Dataset entries:
====

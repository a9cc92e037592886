//! Signature catalog: per-type constructors, visible methods and fields.
//!
//! Visible methods are the declared ones plus inherited ones that are not
//! overridden. Class-chain methods mask interface methods, a sub-interface
//! masks its super-interface, and equal shapes from unrelated interfaces are
//! all kept and reported as ambiguous.

use std::collections::{BTreeSet, HashMap};
use std::sync::LazyLock;

use indexmap::IndexMap;
use tracing::warn;

use crate::indexer::hierarchy::HierarchyIndex;
use crate::models::{
    DeclarationKind, FieldInfo, JType, MethodInfo, MethodKind, Origin, Signature, TypeDesc,
};

#[derive(Clone, Debug, Default)]
pub struct TypeMembers {
    pub constructors: Vec<MethodInfo>,
    pub methods: Vec<MethodInfo>,
    /// Method names with competing defaults from unrelated interfaces.
    pub ambiguous: BTreeSet<String>,
    pub fields: IndexMap<String, FieldInfo>,
}

/// The no-arg constructor a source class gets when it declares none.
pub fn synthesized_constructor(type_name: &str) -> MethodInfo {
    MethodInfo {
        signature: Signature::constructor(type_name, Vec::new()),
        kind: MethodKind::Constructor,
        is_abstract: false,
        is_private: false,
        is_varargs: false,
        is_synthetic: true,
        type_params: Vec::new(),
        generic_params: Vec::new(),
        generic_return: JType::new(TypeDesc::void()),
    }
}

#[derive(Debug, Default)]
pub struct SignatureCatalog {
    members: HashMap<String, TypeMembers>,
    by_signature: HashMap<Signature, MethodInfo>,
}

static EMPTY_MEMBERS: LazyLock<TypeMembers> = LazyLock::new(TypeMembers::default);

impl SignatureCatalog {
    pub fn build(hierarchy: &HierarchyIndex) -> Self {
        let mut catalog = SignatureCatalog::default();
        let mut names: Vec<&str> = hierarchy.nodes().map(|n| n.name.as_str()).collect();
        names.sort_unstable();
        for name in names {
            catalog.compute(hierarchy, name);
        }
        for members in catalog.members.values() {
            for method in members.constructors.iter().chain(&members.methods) {
                catalog
                    .by_signature
                    .entry(method.signature.clone())
                    .or_insert_with(|| method.clone());
            }
        }
        catalog
    }

    fn compute(&mut self, hierarchy: &HierarchyIndex, name: &str) {
        if self.members.contains_key(name) {
            return;
        }
        let Some(node) = hierarchy.get(name) else {
            return;
        };
        // Supertypes first; the hierarchy is acyclic once indexed.
        for sup in node.direct_supertypes() {
            self.compute(hierarchy, sup);
        }

        let mut constructors: Vec<MethodInfo> = node
            .methods
            .iter()
            .filter(|m| m.kind == MethodKind::Constructor)
            .cloned()
            .collect();
        if node.kind == DeclarationKind::Enum {
            constructors.clear();
        } else if constructors.is_empty()
            && node.origin == Origin::Source
            && matches!(node.kind, DeclarationKind::Class | DeclarationKind::Anonymous)
        {
            constructors.push(synthesized_constructor(name));
        }

        let mut visible: Vec<MethodInfo> = node
            .methods
            .iter()
            .filter(|m| m.kind != MethodKind::Constructor)
            .cloned()
            .collect();

        // Only class-declared methods of the superclass chain mask interface
        // methods; interface methods it inherited compete with ours below.
        let mut candidates: Vec<MethodInfo> = Vec::new();
        if let Some(sup) = node.superclass.as_deref() {
            if let Some(parent) = self.members.get(sup) {
                for inherited in &parent.methods {
                    if inherited.is_private || visible.iter().any(|m| m.same_shape(inherited)) {
                        continue;
                    }
                    let from_interface = hierarchy
                        .get(inherited.declaring())
                        .is_some_and(|owner| owner.is_interface());
                    if from_interface {
                        candidates.push(inherited.clone());
                    } else {
                        visible.push(inherited.clone());
                    }
                }
            }
        }
        candidates.retain(|c| !visible.iter().any(|m| m.same_shape(c)));

        for iface in &node.interfaces {
            let Some(parent) = self.members.get(iface) else {
                continue;
            };
            for inherited in &parent.methods {
                if inherited.is_private || inherited.kind == MethodKind::Static {
                    continue;
                }
                if visible.iter().any(|m| m.same_shape(inherited)) {
                    continue;
                }
                if !candidates.iter().any(|c| c.signature == inherited.signature) {
                    candidates.push(inherited.clone());
                }
            }
        }
        // A more specific interface masks the one it extends.
        let masked: Vec<bool> = candidates
            .iter()
            .map(|c| {
                candidates.iter().any(|other| {
                    other.signature != c.signature
                        && other.same_shape(c)
                        && other.declaring() != c.declaring()
                        && hierarchy.is_subtype(other.declaring(), c.declaring())
                })
            })
            .collect();
        let survivors: Vec<MethodInfo> = candidates
            .into_iter()
            .zip(masked)
            .filter_map(|(c, hidden)| (!hidden).then_some(c))
            .collect();

        let mut ambiguous = BTreeSet::new();
        for (i, a) in survivors.iter().enumerate() {
            for b in &survivors[i + 1..] {
                if a.same_shape(b) && (!a.is_abstract || !b.is_abstract) {
                    ambiguous.insert(a.name().to_string());
                }
            }
        }
        if !ambiguous.is_empty() && node.origin == Origin::Source {
            warn!(type_name = %name, methods = ?ambiguous, "conflicting interface defaults, keeping all");
        }
        visible.extend(survivors);

        let mut fields: IndexMap<String, FieldInfo> = node.fields.clone();
        for sup in node.direct_supertypes() {
            if let Some(parent) = self.members.get(sup) {
                for (field_name, field) in &parent.fields {
                    fields.entry(field_name.clone()).or_insert_with(|| field.clone());
                }
            }
        }

        self.members.insert(
            name.to_string(),
            TypeMembers {
                constructors,
                methods: visible,
                ambiguous,
                fields,
            },
        );
    }

    pub fn members(&self, type_name: &str) -> &TypeMembers {
        self.members.get(type_name).unwrap_or(&*EMPTY_MEMBERS)
    }

    pub fn constructors(&self, type_name: &str) -> &[MethodInfo] {
        &self.members(type_name).constructors
    }

    pub fn methods_named<'a>(&'a self, type_name: &str, name: &str) -> impl Iterator<Item = &'a MethodInfo> + 'a {
        let name = name.to_owned();
        self.members(type_name).methods.iter().filter(move |m| m.name() == name)
    }

    pub fn has_method_named(&self, type_name: &str, name: &str) -> bool {
        self.methods_named(type_name, name).next().is_some()
    }

    pub fn field(&self, type_name: &str, name: &str) -> Option<&FieldInfo> {
        self.members(type_name).fields.get(name)
    }

    pub fn is_ambiguous(&self, type_name: &str, name: &str) -> bool {
        self.members(type_name).ambiguous.contains(name)
    }

    /// Catalog entry for a declared or synthesized method.
    pub fn method(&self, signature: &Signature) -> Option<&MethodInfo> {
        self.by_signature.get(signature)
    }

    pub fn method_count(&self) -> usize {
        self.by_signature.len()
    }

    /// Every implementation `method` dispatches to across the declaring
    /// type's subtypes, `method` itself included when it is inherited.
    pub fn overriders<'a>(&'a self, hierarchy: &HierarchyIndex, method: &MethodInfo) -> Vec<&'a MethodInfo> {
        let mut found: Vec<&MethodInfo> = Vec::new();
        for sub in hierarchy.descendants(method.declaring()) {
            for candidate in &self.members(sub).methods {
                if candidate.is_dispatched()
                    && candidate.same_shape(method)
                    && !found.iter().any(|f| f.signature == candidate.signature)
                {
                    found.push(candidate);
                }
            }
        }
        found
    }
}

#[cfg(test)]
mod tests {
    use super::*;
    use crate::indexer::hierarchy::CyclePolicy;
    use crate::models::{TypeNode, OBJECT};

    fn method(owner: &str, name: &str, kind: MethodKind, is_abstract: bool) -> MethodInfo {
        MethodInfo {
            signature: Signature::new(owner, name, Vec::new(), TypeDesc::void()),
            kind,
            is_abstract,
            is_private: false,
            is_varargs: false,
            is_synthetic: false,
            type_params: Vec::new(),
            generic_params: Vec::new(),
            generic_return: JType::new(TypeDesc::void()),
        }
    }

    fn node(name: &str, kind: DeclarationKind, sup: Option<&str>, ifaces: &[&str], methods: Vec<MethodInfo>) -> TypeNode {
        let mut n = TypeNode::new(name, kind, Origin::Source);
        n.superclass = sup.map(str::to_string);
        n.interfaces = ifaces.iter().map(|s| s.to_string()).collect();
        n.methods = methods;
        n
    }

    fn build(nodes: Vec<TypeNode>) -> (HierarchyIndex, SignatureCatalog) {
        let mut all = vec![TypeNode::new(OBJECT, DeclarationKind::Class, Origin::Library)];
        all.extend(nodes);
        let hierarchy = HierarchyIndex::build(all, CyclePolicy::Degrade).unwrap();
        let catalog = SignatureCatalog::build(&hierarchy);
        (hierarchy, catalog)
    }

    fn owners<'a>(catalog: &'a SignatureCatalog, ty: &str, name: &'a str) -> Vec<&'a str> {
        let mut v: Vec<&str> = catalog.methods_named(ty, name).map(|m| m.declaring()).collect();
        v.sort_unstable();
        v
    }

    #[test]
    fn test_class_chain_masks_interface_default() {
        let (_, catalog) = build(vec![
            node("p.I", DeclarationKind::Interface, None, &[], vec![method("p.I", "f", MethodKind::Default, false)]),
            node("p.Base", DeclarationKind::Class, Some(OBJECT), &[], vec![method("p.Base", "f", MethodKind::Virtual, false)]),
            node("p.C", DeclarationKind::Class, Some("p.Base"), &["p.I"], vec![]),
        ]);
        assert_eq!(owners(&catalog, "p.C", "f"), vec!["p.Base"]);
    }

    #[test]
    fn test_sub_interface_masks_super_interface() {
        let (_, catalog) = build(vec![
            node("p.I", DeclarationKind::Interface, None, &[], vec![method("p.I", "f", MethodKind::Default, false)]),
            node("p.J", DeclarationKind::Interface, None, &["p.I"], vec![method("p.J", "f", MethodKind::Default, false)]),
            node("p.C", DeclarationKind::Class, Some(OBJECT), &["p.I", "p.J"], vec![]),
        ]);
        assert_eq!(owners(&catalog, "p.C", "f"), vec!["p.J"]);
        assert!(!catalog.is_ambiguous("p.C", "f"));
    }

    #[test]
    fn test_sub_interface_default_beats_default_inherited_through_superclass() {
        let (_, catalog) = build(vec![
            node("p.I", DeclarationKind::Interface, None, &[], vec![method("p.I", "f", MethodKind::Default, false)]),
            node("p.J", DeclarationKind::Interface, None, &["p.I"], vec![method("p.J", "f", MethodKind::Default, false)]),
            node("p.Base", DeclarationKind::Class, Some(OBJECT), &["p.I"], vec![]),
            node("p.C", DeclarationKind::Class, Some("p.Base"), &["p.J"], vec![]),
        ]);
        assert_eq!(owners(&catalog, "p.Base", "f"), vec!["p.I"]);
        assert_eq!(owners(&catalog, "p.C", "f"), vec!["p.J"]);
        assert!(!catalog.is_ambiguous("p.C", "f"));
    }

    #[test]
    fn test_unrelated_defaults_are_ambiguous() {
        let (_, catalog) = build(vec![
            node("p.I", DeclarationKind::Interface, None, &[], vec![method("p.I", "f", MethodKind::Default, false)]),
            node("p.K", DeclarationKind::Interface, None, &[], vec![method("p.K", "f", MethodKind::Default, false)]),
            node("p.C", DeclarationKind::Class, Some(OBJECT), &["p.I", "p.K"], vec![]),
        ]);
        assert_eq!(owners(&catalog, "p.C", "f"), vec!["p.I", "p.K"]);
        assert!(catalog.is_ambiguous("p.C", "f"));
    }

    #[test]
    fn test_private_and_static_interface_methods_not_inherited() {
        let mut private = method("p.Base", "hidden", MethodKind::Virtual, false);
        private.is_private = true;
        let (_, catalog) = build(vec![
            node("p.I", DeclarationKind::Interface, None, &[], vec![method("p.I", "util", MethodKind::Static, false)]),
            node("p.Base", DeclarationKind::Class, Some(OBJECT), &[], vec![private]),
            node("p.C", DeclarationKind::Class, Some("p.Base"), &["p.I"], vec![]),
        ]);
        assert!(!catalog.has_method_named("p.C", "hidden"));
        assert!(!catalog.has_method_named("p.C", "util"));
        assert!(catalog.has_method_named("p.I", "util"));
    }

    #[test]
    fn test_default_constructor_synthesized_but_not_for_enums() {
        let mut color = node("p.Color", DeclarationKind::Enum, Some(OBJECT), &[], vec![]);
        color.methods.push(MethodInfo {
            kind: MethodKind::Constructor,
            ..method("p.Color", "Color", MethodKind::Constructor, false)
        });
        let (_, catalog) = build(vec![node("p.C", DeclarationKind::Class, Some(OBJECT), &[], vec![]), color]);
        let ctors = catalog.constructors("p.C");
        assert_eq!(ctors.len(), 1);
        assert_eq!(ctors[0].signature.encode(), "p.C:C()V");
        assert!(catalog.constructors("p.Color").is_empty());
    }

    #[test]
    fn test_overriders_cover_subtypes() {
        let (hierarchy, catalog) = build(vec![
            node("p.A", DeclarationKind::Class, Some(OBJECT), &[], vec![method("p.A", "f", MethodKind::Virtual, false)]),
            node("p.B", DeclarationKind::Class, Some("p.A"), &[], vec![method("p.B", "f", MethodKind::Virtual, false)]),
            node("p.C", DeclarationKind::Class, Some("p.A"), &[], vec![]),
        ]);
        let base = catalog.method(&Signature::decode("p.A:f()V").unwrap()).unwrap();
        let mut found: Vec<String> = catalog.overriders(&hierarchy, base).iter().map(|m| m.signature.encode()).collect();
        found.sort();
        assert_eq!(found, vec!["p.A:f()V", "p.B:f()V"]);
    }

    #[test]
    fn test_fields_hidden_by_name() {
        let mut base = node("p.Base", DeclarationKind::Class, Some(OBJECT), &[], vec![]);
        base.fields.insert(
            "x".into(),
            FieldInfo { name: "x".into(), declaring: "p.Base".into(), ty: JType::reference(OBJECT), is_static: false },
        );
        base.fields.insert(
            "y".into(),
            FieldInfo { name: "y".into(), declaring: "p.Base".into(), ty: JType::reference(OBJECT), is_static: false },
        );
        let mut sub = node("p.Sub", DeclarationKind::Class, Some("p.Base"), &[], vec![]);
        sub.fields.insert(
            "x".into(),
            FieldInfo { name: "x".into(), declaring: "p.Sub".into(), ty: JType::reference(OBJECT), is_static: false },
        );
        let (_, catalog) = build(vec![base, sub]);
        assert_eq!(catalog.field("p.Sub", "x").unwrap().declaring, "p.Sub");
        assert_eq!(catalog.field("p.Sub", "y").unwrap().declaring, "p.Base");
    }
}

====

- Work instruction -
Search the entries for the string "else". Copy every line that has it.

- Solution -
        let Some(node) = hierarchy.get(name) else {
        } else if constructors.is_empty()
                    } else {
            let Some(parent) = self.members.get(iface) else {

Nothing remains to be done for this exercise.